The grounds of the application before me

  1. These are as follows:

    Grounds of application

    1.In making the first decision, the Director denied the Applicant procedural fairness in that the Director failed to inform the Applicant's insurer that the Director required the Applicant's insurer to provide her with a statutory declaration confirming that the s93O notice was sent to the Claimant and the process by which it was sent to the claimant. The Director wrote to the Applicant in those terms by [the Directorate letter of 17 November 2010], but failed to provide a copy of that letter to the Applicant's insurer. All previous correspondence from the Director to the Applicant concerning the Claimant's application had been either copied or sent to the Applicant's insurer, and the Applicant and its insurer had a reasonable and legitimate expectation that [the Directorate letter of 17 November 20l0] would similarly be copied to the Applicant's insurer. The Director thereby failed to afford the Applicant through its insurer the opportunity to provide a statutory declaration as to the matters requested and other such documentation as was available to the Applicant's insurer to establish that the Applicant had complied with s93O of the Act.

    2.Further and in the alternative, in making the first decision the Director denied the Applicant procedural fairness, in that the Director failed to provide to the Applicant or its insurer a copy of  [Mr Oreo's Statutory Declaration] which was received by the Directorate on 25 November 2010, or to inform the Applicant or its insurer of the existence of the statutory declaration or to give the Applicant or its insurer any opportunity to respond to the matters therein.

    3.Further and in the alternative, the second decision was made in excess of jurisdiction and involved error of law on the face of the record in that the Director extended the termination day under s93M(4)(a) (being 25 May 2010) notwithstanding that an approved medical specialist had not certified in writing before the termination day that the Claimant's condition had not stabilised to the extent required for a normal evaluation of the Claimant's degree of permanent whole of personal impairment and had not recommended a day until which the termination day ought be extended. Instead the Director acted upon [the Certificate] of an approved medical specialist, Dr D K Kennedy, which was dated 10 September 2010 but received by the Director on 26 October 20l0. The Director was not permitted by s93M(4)(a) to consider and act upon [the Certificate] in circumstances where it was not received by the Director until 26 October 2010, some 5 months after the termination day.

    4.Further and in the alternative, the second decision was made in excess of jurisdiction and involved error of law on the face of the record in that upon the proper construction of s93M of the Act the Director was not permitted to make the second decision thereby granting two extensions under s93M at the same time for cumulative periods.

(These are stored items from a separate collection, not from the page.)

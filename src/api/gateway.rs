use std::sync::Arc;

use reqwest::Method;
use serde::de::DeserializeOwned;
use serde::Serialize;
use serde_json::Value;
use tracing::{debug, warn};

use super::envelope;
use super::transport::{ApiRequest, HttpTransport, Transport};
use crate::config::ApiConfig;
use crate::error::{ArmsError, ArmsResult};

/// Method and body of a gateway call
#[derive(Debug, Clone)]
pub struct RequestOptions {
    pub method: Method,
    pub body: Option<Value>,
}

impl RequestOptions {
    pub fn get() -> Self {
        Self {
            method: Method::GET,
            body: None,
        }
    }

    pub fn delete() -> Self {
        Self {
            method: Method::DELETE,
            body: None,
        }
    }

    /// POST without a body, used by the membership start/end actions
    pub fn post_empty() -> Self {
        Self {
            method: Method::POST,
            body: None,
        }
    }

    pub fn post<B: Serialize + ?Sized>(body: &B) -> ArmsResult<Self> {
        Self::with_body(Method::POST, body)
    }

    pub fn patch<B: Serialize + ?Sized>(body: &B) -> ArmsResult<Self> {
        Self::with_body(Method::PATCH, body)
    }

    fn with_body<B: Serialize + ?Sized>(method: Method, body: &B) -> ArmsResult<Self> {
        let body = serde_json::to_value(body)
            .map_err(|e| ArmsError::validation(format!("Could not serialize request body: {}", e)))?;
        Ok(Self {
            method,
            body: Some(body),
        })
    }
}

/// Issues API calls and normalizes every failure into an [`ArmsError`].
///
/// One attempt per call; there is no retry and no backoff.
#[derive(Clone)]
pub struct ApiGateway {
    transport: Arc<dyn Transport>,
}

impl ApiGateway {
    pub fn new(transport: Arc<dyn Transport>) -> Self {
        Self { transport }
    }

    pub fn http(config: &ApiConfig) -> ArmsResult<Self> {
        Ok(Self::new(Arc::new(HttpTransport::new(config)?)))
    }

    /// Send a request and return the raw JSON payload (`Null` for an empty body)
    pub async fn request(
        &self,
        endpoint: &str,
        options: RequestOptions,
        token: Option<&str>,
    ) -> ArmsResult<Value> {
        let request = ApiRequest {
            method: options.method,
            endpoint: endpoint.to_string(),
            body: options.body,
            bearer_token: token.map(str::to_string),
        };

        debug!(
            method = %request.method,
            endpoint = %request.endpoint,
            authenticated = request.bearer_token.is_some(),
            "API request"
        );

        let response = self.transport.execute(&request).await.map_err(|e| {
            warn!(endpoint = %request.endpoint, "Transport failure: {}", e);
            ArmsError::network(e.to_string())
        })?;

        let body = parse_body(&response.body);

        if !response.is_success() {
            let message = body
                .as_ref()
                .and_then(envelope::server_message)
                .unwrap_or_else(|| match &response.reason {
                    Some(reason) => format!("HTTP {}: {}", response.status, reason),
                    None => format!("HTTP {}", response.status),
                });
            debug!(status = response.status, endpoint = %request.endpoint, "API error: {}", message);
            return Err(ArmsError::api(response.status, message));
        }

        body.ok_or_else(|| {
            ArmsError::decode(format!("{} {} returned a non-JSON body", request.method, request.endpoint))
        })
    }

    /// Send a request and decode the (envelope-stripped) payload
    pub async fn fetch<T: DeserializeOwned>(
        &self,
        endpoint: &str,
        options: RequestOptions,
        token: Option<&str>,
    ) -> ArmsResult<T> {
        let value = self.request(endpoint, options, token).await?;
        envelope::decode(value)
    }

    /// Send a request and return the envelope-stripped payload untyped
    pub async fn send(
        &self,
        endpoint: &str,
        options: RequestOptions,
        token: Option<&str>,
    ) -> ArmsResult<Value> {
        let value = self.request(endpoint, options, token).await?;
        Ok(envelope::unwrap_envelope(value))
    }
}

fn parse_body(body: &str) -> Option<Value> {
    if body.trim().is_empty() {
        return Some(Value::Null);
    }
    serde_json::from_str(body).ok()
}

/// Percent-encode a single path segment such as a username
pub fn path_segment(raw: &str) -> String {
    url::form_urlencoded::byte_serialize(raw.as_bytes())
        .collect::<String>()
        .replace('+', "%20")
}
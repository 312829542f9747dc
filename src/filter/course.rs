use super::{search_matches, RecordFilter};
use crate::models::Course;

#[derive(Debug, Clone, Default, PartialEq)]
pub struct CourseFilter {
    pub search: String,
}

impl CourseFilter {
    pub fn new(search: impl Into<String>) -> Self {
        Self { search: search.into() }
    }
}

impl RecordFilter<Course> for CourseFilter {
    fn matches(&self, course: &Course) -> bool {
        search_matches(&self.search, &format!("{} {}", course.course_code, course.title))
    }
}
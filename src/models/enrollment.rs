use serde::{Deserialize, Serialize};
use serde_json::{Map, Value};

use crate::types::{EntityId, Term};

/// A single enrollment as the backend reports it
#[derive(Debug, Clone, PartialEq, Serialize, Deserialize)]
#[serde(rename_all = "camelCase")]
pub struct Enrollment {
    #[serde(default)]
    pub id: Option<EntityId>,
    pub student_id: EntityId,
    pub course_id: EntityId,
    pub year: i32,
    pub term: Term,
    #[serde(default, skip_serializing_if = "Option::is_none")]
    pub enrollment_date: Option<String>,
    #[serde(default, skip_serializing_if = "Option::is_none")]
    pub status: Option<String>,
    #[serde(flatten)]
    pub extra: Map<String, Value>,
}

/// Body of `POST /registrar/enrollments/bulk-students`
#[derive(Debug, Clone, PartialEq, Eq, Serialize, Deserialize)]
#[serde(rename_all = "camelCase")]
pub struct BulkStudentsEnrollment {
    pub course_id: EntityId,
    pub year: i32,
    pub term: Term,
    pub student_ids: Vec<EntityId>,
}

/// Body of `POST /registrar/enrollments/bulk`
#[derive(Debug, Clone, PartialEq, Eq, Serialize, Deserialize)]
#[serde(rename_all = "camelCase")]
pub struct BulkCoursesEnrollment {
    pub student_id: EntityId,
    pub year: i32,
    pub term: Term,
    pub course_ids: Vec<EntityId>,
}

/// Records created by a bulk call, when the backend echoes them
pub fn created_enrollments(payload: &Value) -> Vec<Enrollment> {
    serde_json::from_value(payload.clone()).unwrap_or_default()
}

    5.Further and in the alternative, in making the second decision the Director denied the Applicant procedural fairness in that the Director did not inform the Applicant of her intention to consider granting any extension of time under s93M(4)(a) of the Act.

    6.Further and in the alternative, in making the second decision the Director denied the Applicant procedural fairness in that the Director made both the first and second decisions at the same time without affording the Applicant or its insurer an opportunity to make submissions in respect of the separate issue of whether two extensions should be granted under s93M at the same time for cumulative periods.

    7.Further and in the alternative, in making the second decision the Director denied the Applicant procedural fairness in that the Director made the decision to grant the Claimant's application under s93M(4)(a) without advising the Applicant or its insurer that she had received the report of Dr Kennedy or that she intended to act upon the report or to inform the Applicant or its insurer of the existence of the report or to give the Applicant or its insurer any opportunity to respond to the report.

The applicable law

  1. There are two parts to the matter of the applicable law.  The first is the law applicable to what an applicant for a show cause order must show.  The second is what is required to be shown in an application for certiorari in order to obtain the issue of such a writ.  I will deal with those parts in that order.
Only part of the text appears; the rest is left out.